• [About this exercise]:
All lines in the material with the string "insertion" should be listed.
****************
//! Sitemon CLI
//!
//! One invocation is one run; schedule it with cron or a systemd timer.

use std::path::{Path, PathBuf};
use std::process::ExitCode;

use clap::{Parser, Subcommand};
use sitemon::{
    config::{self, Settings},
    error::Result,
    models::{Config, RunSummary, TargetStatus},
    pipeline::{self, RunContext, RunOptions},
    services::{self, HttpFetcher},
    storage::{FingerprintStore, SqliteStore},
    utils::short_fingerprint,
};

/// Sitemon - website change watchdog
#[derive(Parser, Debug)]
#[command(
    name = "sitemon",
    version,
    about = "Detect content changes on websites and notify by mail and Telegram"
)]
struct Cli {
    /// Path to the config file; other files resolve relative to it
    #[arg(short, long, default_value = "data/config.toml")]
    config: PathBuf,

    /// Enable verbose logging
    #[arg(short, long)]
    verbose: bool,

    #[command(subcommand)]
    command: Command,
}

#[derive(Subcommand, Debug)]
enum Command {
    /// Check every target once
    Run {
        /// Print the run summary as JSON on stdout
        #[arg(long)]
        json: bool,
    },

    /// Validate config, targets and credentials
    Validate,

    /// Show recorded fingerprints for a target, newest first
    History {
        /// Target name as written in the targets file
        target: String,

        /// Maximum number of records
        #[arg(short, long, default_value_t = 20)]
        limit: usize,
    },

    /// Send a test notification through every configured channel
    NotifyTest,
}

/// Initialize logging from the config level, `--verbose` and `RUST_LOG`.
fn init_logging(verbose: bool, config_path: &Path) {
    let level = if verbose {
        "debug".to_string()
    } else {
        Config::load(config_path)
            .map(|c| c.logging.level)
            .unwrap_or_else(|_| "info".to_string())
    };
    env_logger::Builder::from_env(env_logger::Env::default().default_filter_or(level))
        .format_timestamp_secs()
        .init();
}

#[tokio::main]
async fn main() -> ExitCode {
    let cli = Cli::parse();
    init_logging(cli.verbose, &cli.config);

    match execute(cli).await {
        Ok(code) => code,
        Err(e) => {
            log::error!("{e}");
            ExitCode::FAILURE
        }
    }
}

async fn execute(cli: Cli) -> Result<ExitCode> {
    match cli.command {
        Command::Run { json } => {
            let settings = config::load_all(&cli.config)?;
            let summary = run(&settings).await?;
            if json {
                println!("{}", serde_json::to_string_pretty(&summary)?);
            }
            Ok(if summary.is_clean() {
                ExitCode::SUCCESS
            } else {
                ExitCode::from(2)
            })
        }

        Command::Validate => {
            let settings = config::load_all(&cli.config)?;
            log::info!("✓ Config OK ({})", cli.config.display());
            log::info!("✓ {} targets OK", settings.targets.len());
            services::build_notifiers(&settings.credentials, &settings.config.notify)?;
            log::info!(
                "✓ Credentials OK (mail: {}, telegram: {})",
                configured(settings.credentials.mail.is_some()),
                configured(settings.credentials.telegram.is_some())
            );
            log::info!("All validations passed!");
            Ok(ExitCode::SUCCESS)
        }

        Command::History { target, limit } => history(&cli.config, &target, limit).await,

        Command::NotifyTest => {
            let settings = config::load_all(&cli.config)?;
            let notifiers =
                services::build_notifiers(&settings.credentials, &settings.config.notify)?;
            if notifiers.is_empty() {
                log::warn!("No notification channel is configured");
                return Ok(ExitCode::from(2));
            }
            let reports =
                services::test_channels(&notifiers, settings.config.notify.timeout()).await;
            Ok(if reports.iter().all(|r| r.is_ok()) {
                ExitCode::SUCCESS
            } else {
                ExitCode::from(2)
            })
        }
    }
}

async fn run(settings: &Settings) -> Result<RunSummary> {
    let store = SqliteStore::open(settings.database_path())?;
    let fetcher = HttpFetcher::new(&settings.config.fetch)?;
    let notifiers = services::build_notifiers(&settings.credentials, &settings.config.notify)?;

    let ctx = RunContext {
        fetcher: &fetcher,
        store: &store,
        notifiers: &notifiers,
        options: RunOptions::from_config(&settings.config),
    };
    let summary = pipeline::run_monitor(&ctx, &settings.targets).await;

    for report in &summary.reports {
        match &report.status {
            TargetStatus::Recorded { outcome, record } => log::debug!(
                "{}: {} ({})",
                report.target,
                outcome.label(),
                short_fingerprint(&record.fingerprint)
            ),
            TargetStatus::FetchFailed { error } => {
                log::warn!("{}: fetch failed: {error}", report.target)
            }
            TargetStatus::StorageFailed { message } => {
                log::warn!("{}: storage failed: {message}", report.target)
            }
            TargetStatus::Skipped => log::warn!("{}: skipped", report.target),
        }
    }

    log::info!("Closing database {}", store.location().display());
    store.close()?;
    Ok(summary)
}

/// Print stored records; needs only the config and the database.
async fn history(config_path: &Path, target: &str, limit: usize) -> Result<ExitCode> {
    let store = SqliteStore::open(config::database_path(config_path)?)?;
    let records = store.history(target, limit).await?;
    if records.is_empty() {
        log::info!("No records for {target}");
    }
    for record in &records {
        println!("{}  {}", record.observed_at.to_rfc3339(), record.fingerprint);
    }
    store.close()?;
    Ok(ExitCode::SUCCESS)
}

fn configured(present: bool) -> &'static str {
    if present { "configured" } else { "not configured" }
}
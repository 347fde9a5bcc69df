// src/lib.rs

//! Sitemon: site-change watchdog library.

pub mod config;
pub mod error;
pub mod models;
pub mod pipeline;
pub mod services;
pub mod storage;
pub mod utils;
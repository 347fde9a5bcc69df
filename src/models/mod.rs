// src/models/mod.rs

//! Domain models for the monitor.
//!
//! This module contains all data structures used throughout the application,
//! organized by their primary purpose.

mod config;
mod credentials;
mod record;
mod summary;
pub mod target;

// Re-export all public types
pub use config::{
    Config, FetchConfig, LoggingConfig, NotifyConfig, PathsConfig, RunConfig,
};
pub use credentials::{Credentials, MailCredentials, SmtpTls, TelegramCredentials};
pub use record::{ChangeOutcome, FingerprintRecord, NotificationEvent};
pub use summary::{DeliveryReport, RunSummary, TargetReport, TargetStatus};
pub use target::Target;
****************
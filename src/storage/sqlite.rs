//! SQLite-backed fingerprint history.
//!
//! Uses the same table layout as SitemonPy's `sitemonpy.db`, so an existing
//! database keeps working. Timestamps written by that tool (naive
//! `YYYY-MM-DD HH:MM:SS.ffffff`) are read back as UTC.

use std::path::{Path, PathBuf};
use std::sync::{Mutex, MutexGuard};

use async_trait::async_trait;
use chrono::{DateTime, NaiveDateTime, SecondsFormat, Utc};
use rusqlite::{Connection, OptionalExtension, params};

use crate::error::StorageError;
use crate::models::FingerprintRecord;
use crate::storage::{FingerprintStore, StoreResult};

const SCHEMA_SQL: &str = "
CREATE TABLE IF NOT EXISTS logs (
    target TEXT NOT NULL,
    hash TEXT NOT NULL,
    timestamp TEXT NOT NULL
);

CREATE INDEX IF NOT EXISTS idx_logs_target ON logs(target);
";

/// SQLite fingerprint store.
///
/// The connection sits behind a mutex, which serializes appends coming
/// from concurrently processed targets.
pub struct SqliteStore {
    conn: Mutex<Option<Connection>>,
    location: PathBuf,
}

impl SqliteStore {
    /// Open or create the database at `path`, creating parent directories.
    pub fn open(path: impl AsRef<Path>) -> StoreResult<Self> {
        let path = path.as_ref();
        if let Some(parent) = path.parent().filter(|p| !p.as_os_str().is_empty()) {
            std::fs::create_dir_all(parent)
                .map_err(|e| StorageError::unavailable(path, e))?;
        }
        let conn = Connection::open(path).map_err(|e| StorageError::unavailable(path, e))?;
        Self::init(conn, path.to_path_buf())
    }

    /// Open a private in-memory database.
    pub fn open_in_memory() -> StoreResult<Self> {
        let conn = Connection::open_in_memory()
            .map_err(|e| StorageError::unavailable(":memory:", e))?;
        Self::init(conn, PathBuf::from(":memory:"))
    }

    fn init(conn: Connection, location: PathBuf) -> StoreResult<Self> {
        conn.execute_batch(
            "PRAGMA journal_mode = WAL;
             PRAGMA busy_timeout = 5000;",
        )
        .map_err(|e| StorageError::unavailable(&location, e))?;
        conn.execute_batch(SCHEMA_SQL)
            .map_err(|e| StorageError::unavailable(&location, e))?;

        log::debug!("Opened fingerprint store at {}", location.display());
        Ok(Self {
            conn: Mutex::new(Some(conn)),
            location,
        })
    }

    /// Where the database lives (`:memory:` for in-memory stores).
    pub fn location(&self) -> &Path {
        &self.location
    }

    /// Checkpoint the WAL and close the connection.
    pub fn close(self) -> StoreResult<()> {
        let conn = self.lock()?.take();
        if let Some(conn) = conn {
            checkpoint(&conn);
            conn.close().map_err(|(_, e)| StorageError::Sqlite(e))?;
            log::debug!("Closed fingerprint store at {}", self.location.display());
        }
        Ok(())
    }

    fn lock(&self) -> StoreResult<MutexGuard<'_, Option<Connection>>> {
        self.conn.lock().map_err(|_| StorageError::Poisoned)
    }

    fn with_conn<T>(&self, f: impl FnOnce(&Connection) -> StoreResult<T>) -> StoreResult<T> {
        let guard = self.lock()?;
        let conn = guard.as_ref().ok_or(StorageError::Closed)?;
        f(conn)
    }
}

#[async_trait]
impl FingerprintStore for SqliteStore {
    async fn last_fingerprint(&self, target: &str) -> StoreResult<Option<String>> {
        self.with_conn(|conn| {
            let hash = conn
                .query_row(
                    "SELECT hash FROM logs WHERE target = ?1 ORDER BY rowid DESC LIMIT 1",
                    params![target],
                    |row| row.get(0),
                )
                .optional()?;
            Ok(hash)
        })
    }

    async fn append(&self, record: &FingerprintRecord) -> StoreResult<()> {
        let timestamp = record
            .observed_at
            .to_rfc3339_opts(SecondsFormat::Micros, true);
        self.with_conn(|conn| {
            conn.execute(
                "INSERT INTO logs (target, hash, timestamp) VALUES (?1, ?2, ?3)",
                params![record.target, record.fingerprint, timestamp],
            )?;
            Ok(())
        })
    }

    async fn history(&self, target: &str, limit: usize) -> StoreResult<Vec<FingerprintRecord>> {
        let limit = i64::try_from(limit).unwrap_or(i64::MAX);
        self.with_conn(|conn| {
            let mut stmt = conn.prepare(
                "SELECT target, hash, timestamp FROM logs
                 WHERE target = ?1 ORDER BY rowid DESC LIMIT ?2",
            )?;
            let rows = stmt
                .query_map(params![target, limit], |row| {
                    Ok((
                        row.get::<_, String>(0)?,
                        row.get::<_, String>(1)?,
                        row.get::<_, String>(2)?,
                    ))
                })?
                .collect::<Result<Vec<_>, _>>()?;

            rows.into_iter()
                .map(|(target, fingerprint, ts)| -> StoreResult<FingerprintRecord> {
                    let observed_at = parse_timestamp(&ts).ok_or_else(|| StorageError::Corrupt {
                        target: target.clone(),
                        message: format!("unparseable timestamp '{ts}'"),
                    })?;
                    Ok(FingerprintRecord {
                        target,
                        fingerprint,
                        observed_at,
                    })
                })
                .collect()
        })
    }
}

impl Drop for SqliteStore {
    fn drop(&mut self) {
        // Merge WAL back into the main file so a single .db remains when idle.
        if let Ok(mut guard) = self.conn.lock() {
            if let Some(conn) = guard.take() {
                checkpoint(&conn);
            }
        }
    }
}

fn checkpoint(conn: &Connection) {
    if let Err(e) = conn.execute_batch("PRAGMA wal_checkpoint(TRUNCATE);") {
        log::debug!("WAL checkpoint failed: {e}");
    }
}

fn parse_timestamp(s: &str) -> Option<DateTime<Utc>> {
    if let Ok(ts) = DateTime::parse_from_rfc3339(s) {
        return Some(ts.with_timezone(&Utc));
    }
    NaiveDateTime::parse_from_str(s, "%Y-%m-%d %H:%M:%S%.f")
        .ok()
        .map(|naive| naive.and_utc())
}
****************
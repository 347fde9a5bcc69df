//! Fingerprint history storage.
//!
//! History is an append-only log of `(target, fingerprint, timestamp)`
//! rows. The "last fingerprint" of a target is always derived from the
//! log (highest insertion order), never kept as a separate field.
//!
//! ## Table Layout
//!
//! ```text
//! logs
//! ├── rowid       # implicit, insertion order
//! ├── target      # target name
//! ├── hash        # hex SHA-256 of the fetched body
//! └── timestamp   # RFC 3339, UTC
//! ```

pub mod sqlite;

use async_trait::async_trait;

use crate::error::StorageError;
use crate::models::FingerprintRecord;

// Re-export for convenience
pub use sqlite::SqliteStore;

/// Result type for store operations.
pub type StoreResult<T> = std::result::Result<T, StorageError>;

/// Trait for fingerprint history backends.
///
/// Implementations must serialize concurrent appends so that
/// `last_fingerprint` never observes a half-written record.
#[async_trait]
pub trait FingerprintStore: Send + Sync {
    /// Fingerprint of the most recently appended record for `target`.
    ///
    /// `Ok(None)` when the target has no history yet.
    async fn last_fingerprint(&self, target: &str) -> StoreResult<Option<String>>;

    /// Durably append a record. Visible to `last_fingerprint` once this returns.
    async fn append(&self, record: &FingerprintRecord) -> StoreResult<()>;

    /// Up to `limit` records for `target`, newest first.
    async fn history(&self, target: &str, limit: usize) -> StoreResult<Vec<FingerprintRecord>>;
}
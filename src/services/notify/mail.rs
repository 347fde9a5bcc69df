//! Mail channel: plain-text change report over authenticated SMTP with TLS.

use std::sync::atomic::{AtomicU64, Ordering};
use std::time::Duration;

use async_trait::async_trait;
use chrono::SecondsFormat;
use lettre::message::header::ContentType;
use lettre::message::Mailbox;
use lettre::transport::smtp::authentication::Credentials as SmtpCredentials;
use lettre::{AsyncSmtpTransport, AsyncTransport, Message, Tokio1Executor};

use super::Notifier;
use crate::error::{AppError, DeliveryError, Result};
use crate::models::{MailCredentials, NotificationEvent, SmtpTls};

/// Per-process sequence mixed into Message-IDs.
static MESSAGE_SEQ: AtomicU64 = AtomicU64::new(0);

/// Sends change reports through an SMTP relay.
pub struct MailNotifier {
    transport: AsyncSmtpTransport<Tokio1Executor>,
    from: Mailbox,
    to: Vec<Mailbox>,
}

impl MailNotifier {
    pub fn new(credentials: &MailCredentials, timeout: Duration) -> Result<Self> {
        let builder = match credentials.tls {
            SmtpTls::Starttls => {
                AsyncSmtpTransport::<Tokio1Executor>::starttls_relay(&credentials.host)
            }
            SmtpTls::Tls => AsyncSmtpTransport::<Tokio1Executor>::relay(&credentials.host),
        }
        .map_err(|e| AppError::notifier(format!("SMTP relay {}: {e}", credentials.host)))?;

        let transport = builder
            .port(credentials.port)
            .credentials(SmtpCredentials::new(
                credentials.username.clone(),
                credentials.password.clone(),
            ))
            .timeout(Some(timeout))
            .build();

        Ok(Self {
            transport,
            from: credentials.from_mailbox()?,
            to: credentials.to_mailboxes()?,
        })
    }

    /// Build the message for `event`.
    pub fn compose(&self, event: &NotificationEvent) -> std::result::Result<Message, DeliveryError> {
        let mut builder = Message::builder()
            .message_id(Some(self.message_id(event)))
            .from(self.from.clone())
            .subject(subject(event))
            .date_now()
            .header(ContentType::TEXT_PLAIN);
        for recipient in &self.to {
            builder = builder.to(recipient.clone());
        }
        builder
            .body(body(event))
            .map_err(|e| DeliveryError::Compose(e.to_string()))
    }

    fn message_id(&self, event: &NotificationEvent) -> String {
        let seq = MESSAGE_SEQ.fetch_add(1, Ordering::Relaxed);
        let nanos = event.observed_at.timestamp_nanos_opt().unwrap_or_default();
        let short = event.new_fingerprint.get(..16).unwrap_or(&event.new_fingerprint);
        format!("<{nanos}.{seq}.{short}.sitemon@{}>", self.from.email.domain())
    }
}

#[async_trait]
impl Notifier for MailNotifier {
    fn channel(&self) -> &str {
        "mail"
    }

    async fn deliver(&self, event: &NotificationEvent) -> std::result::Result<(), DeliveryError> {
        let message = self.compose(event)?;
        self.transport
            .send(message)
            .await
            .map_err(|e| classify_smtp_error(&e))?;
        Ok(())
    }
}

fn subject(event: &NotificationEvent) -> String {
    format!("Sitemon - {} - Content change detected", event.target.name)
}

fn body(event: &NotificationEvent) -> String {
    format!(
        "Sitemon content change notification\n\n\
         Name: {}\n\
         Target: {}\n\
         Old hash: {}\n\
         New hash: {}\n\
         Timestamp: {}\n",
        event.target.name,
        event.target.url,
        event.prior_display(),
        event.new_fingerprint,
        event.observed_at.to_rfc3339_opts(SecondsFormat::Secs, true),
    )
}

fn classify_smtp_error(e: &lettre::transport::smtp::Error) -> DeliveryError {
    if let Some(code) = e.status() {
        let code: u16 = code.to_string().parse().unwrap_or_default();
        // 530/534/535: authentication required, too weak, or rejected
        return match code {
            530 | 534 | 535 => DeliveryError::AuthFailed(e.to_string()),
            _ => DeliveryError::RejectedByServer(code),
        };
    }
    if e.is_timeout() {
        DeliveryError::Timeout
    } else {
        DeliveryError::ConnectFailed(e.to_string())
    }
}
****************
• [Exercise solution]:
//! log (highest insertion order), never kept as a separate field.
//! ├── rowid       # implicit, insertion order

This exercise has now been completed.